Collected data
▽

//! Audio chunk handling and payload packaging

pub mod chunk;
pub mod format;

pub use chunk::{AudioChunk, ChunkAssembler};
//! Utterance payload packaging
//!
//! Assembles the ordered chunks of a finished utterance into a single
//! encoded payload for the transcription request. No transcoding happens
//! here: `Raw` mode concatenates the recorder's own container stream, and
//! `Wav` mode wraps bare PCM chunks in a WAV header for hosts whose
//! recorder emits unframed samples.

use super::chunk::AudioChunk;
use crate::config::PayloadEncoding;
use std::io::Cursor;

/// Convert f32 samples to i16 with proper scaling
pub fn f32_to_i16(samples: &[f32]) -> Vec<i16> {
    samples
        .iter()
        .map(|&s| (s * 32767.0).clamp(-32768.0, 32767.0) as i16)
        .collect()
}

/// Convert i16 samples to f32 with proper scaling
pub fn i16_to_f32(samples: &[i16]) -> Vec<f32> {
    samples.iter().map(|&s| s as f32 / 32768.0).collect()
}

/// Wrap mono 16-bit PCM samples in an in-memory WAV container
pub fn encode_wav(samples: &[i16], sample_rate: u32) -> Result<Vec<u8>, hound::Error> {
    let spec = hound::WavSpec {
        channels: 1,
        sample_rate,
        bits_per_sample: 16,
        sample_format: hound::SampleFormat::Int,
    };

    let mut cursor = Cursor::new(Vec::new());
    {
        let mut writer = hound::WavWriter::new(&mut cursor, spec)?;
        for &sample in samples {
            writer.write_sample(sample)?;
        }
        writer.finalize()?;
    }

    Ok(cursor.into_inner())
}

/// Reinterpret chunk bytes as little-endian i16 PCM samples
fn bytes_to_pcm(chunks: &[AudioChunk]) -> Vec<i16> {
    let total: usize = chunks.iter().map(|c| c.len()).sum();
    let mut samples = Vec::with_capacity(total / 2);
    for chunk in chunks {
        for pair in chunk.data.chunks_exact(2) {
            samples.push(i16::from_le_bytes([pair[0], pair[1]]));
        }
    }
    samples
}

/// Assemble ordered utterance chunks into one payload
pub fn assemble_payload(
    chunks: &[AudioChunk],
    encoding: PayloadEncoding,
    sample_rate: u32,
) -> Result<Vec<u8>, hound::Error> {
    match encoding {
        PayloadEncoding::Raw => {
            let total: usize = chunks.iter().map(|c| c.len()).sum();
            let mut payload = Vec::with_capacity(total);
            for chunk in chunks {
                payload.extend_from_slice(&chunk.data);
            }
            Ok(payload)
        }
        PayloadEncoding::Wav => encode_wav(&bytes_to_pcm(chunks), sample_rate),
    }
}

△

◆ **ABOUT THIS EXERCISE**: After reading through the records, count the lines that hold the string "proper" and give only the count.

◆ **TASK RESULT**: 2